In full and without alteration, copy the listing.

::::::::

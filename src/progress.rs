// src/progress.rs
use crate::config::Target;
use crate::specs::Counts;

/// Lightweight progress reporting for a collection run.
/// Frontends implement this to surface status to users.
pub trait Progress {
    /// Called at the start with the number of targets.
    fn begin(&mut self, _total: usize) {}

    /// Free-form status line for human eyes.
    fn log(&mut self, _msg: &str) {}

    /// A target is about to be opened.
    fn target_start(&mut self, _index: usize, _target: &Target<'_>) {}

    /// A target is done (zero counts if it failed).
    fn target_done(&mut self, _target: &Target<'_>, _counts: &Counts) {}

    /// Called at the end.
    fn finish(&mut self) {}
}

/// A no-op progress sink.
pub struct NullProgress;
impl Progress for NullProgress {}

::::::::

• **Answer space**:
filename src/progress.rs
// src/progress.rs
use crate::config::Target;
use crate::specs::Counts;

/// Lightweight progress reporting for a collection run.
/// Frontends implement this to surface status to users.
pub trait Progress {
    /// Called at the start with the number of targets.
    fn begin(&mut self, _total: usize) {}

    /// Free-form status line for human eyes.
    fn log(&mut self, _msg: &str) {}

    /// A target is about to be opened.
    fn target_start(&mut self, _index: usize, _target: &Target<'_>) {}

    /// A target is done (zero counts if it failed).
    fn target_done(&mut self, _target: &Target<'_>, _counts: &Counts) {}

    /// Called at the end.
    fn finish(&mut self) {}
}

/// A no-op progress sink.
pub struct NullProgress;
impl Progress for NullProgress {}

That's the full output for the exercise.